You’d be hard pressed to meet anyone with lived experience of an eating disorder who didn’t have their friendships impacted by their disorder. Authentic friendships require you to bring a level of openness and generosity with your time and attention. It can be very difficult to do this when your eating disorder demands so much of your energy.
Let’s explore what friendship can look like while you navigate recovery.
First thing’s first. Friends who haven’t experienced an eating disorder themselves or haven’t been around those impacted by any mental illness often feel unsure about what to say or do to be helpful. A great saying that expresses this is, ‘we know what we know and don’t know what we don’t know’.
One of the most common things that can happen in friendships is that messages can get mixed up. People say or do something to be helpful with all the best intentions and it doesn’t quite come out right. Lots of us are also very good at ‘fix it mode’, wanting to be helpful and problem solve when really what’s needed is just to listen and be there.

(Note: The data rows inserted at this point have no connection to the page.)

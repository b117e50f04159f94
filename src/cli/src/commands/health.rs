//! Health check command.
//!
//! Queries the `/health` endpoint and displays server status.

use anyhow::Result;
use clap::Args;

use crate::client::ApiClient;
use crate::output::{self, OutputFormat};

#[derive(Args)]
pub struct HealthArgs {
    /// Also print the Prometheus metrics the server exposes
    #[arg(short, long)]
    metrics: bool,
}

fn field<'a>(health: &'a serde_json::Value, key: &str) -> Option<&'a str> {
    health.get(key).and_then(|v| v.as_str())
}

pub async fn execute(args: HealthArgs, client: &ApiClient, format: OutputFormat) -> Result<()> {
    let health: serde_json::Value = client.get_raw("/health").await?;

    match format {
        OutputFormat::Table => {
            let status = field(&health, "status").unwrap_or("unknown");

            output::print_header("Server Health");
            output::print_detail("Status", status);
            output::print_detail("API URL", client.base_url());

            if let Some(version) = field(&health, "version") {
                output::print_detail("Version", version);
            }
            if let Some(database) = field(&health, "database") {
                output::print_detail("Database", database);
            }
            if let Some(cached) = health.get("cached_timelines").and_then(|v| v.as_u64()) {
                output::print_detail("Cached timelines", &cached.to_string());
            }
            if let Some(ts) = field(&health, "timestamp") {
                output::print_detail("Timestamp", ts);
            }

            if status == "healthy" {
                output::print_success("Server operational");
            } else {
                output::print_error(&format!("Server status: {}", status));
            }
        }
        _ => output::print_item(&health, format)?,
    }

    if args.metrics {
        let metrics = client.get_text("/metrics").await?;
        output::print_header("Metrics");
        let lines: Vec<&str> = metrics
            .lines()
            .filter(|line| line.starts_with("codetrail_"))
            .collect();
        if lines.is_empty() {
            output::print_info("No codetrail metrics recorded yet");
        }
        for line in lines {
            println!("  {}", line);
        }
    }

    Ok(())
}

There are lots of things that you can do and think about to look after yourself and your friendships. Thinking about communication is a big one and can have a big impact. Some things to think about could be:
Consider how much you want to share
This is really a personal choice about what feels ok and safe for you. This will be different for different friends and that’s ok. You can start by testing the waters, just sharing a little, and then if that feels ok share a little more. Lots of people have different feelings about sharing. Some want to share everything. Others don’t want to burden others or they are worried they will be treated differently. Take some time to think about what it might be for you.
Take time for yourself
When navigating these times it is important to check in with yourself on a regular basis. How did that interaction with your friend make you feel? Uncomfortable feelings are not necessarily bad, as they may just be challenging the eating disorder. But acknowledging the feelings that come up from friends saying or doing something is important, and it’s ok to take time to look after yourself with this.
Take it slow
It is ok to take time with friendships. When you are recovering from any illness there can sometimes be an urge to do everything all at once. It’s ok and important to take your time and go at a pace that feels ok for you and your recovery. Maybe think about the person that feels safest to start with and go from there.
Talk about what you need
This can feel really scary and vulnerable to do although is often so helpful in friendships. It might be that you really want to be treated as ‘normal’ so you get a break from the impact of the eating disorder. There might also be activities that feel ok or not ok to do with friends. If you let friends know this they might find it a relief if they are unsure what to do, and it can start a conversation about what is helpful and what isn’t so helpful.
Clarify when something goes wrong
If something does go wrong, such as a friend saying or doing or saying something that feels hurtful, take some time out, look after yourself and try not to respond until you are calm. A great saying to remember in situations like this is ‘respond, don’t react.’ When anyone is upset it can be really hard to communicate what you are upset about and you may end up blaming each other or not feeling heard or understood.
It can also be easy to make assumptions about what might have been happening for them or what they were thinking and feeling, when actually it was something else entirely. It may be good to think about the other person’s perspective or ‘put yourself in their shoes’. What might have been going on for them? What might they have be thinking or feeling in that moment? They might’ve been having a bad day, had lots of other things going or might’ve felt worried and unsure as they didn’t want to say or do the ‘wrong’ thing.
Once you are calm, think about what you want to say and then, if you can, try to have a conversation with them about what happened. Use ‘I’ statements rather than ‘you’ statements, as this helps avoid blame and helps with hearing each other. An example might be, “I felt upset and overwhelmed the other day when you mentioned that I am ‘looking good’ as I find it hard to manage these comments right now. I know you mean well, but I am wondering if we could focus on other things and not talk about looks or bodies”.
Friendships are two-way
It can also be good to remember that good friendships involve give and take on both sides. You are here to support them and they are here to support you too.
If your friend is looking for additional support to help navigate this time, refer them to this page on our website which has helpful pointers, or encourage them to give our free helpline service, the EDV Hub, a call for a chat.
A final thing to note is that lots of these ideas don’t just apply to friendships! Communication tools can help in all different relationships in your life.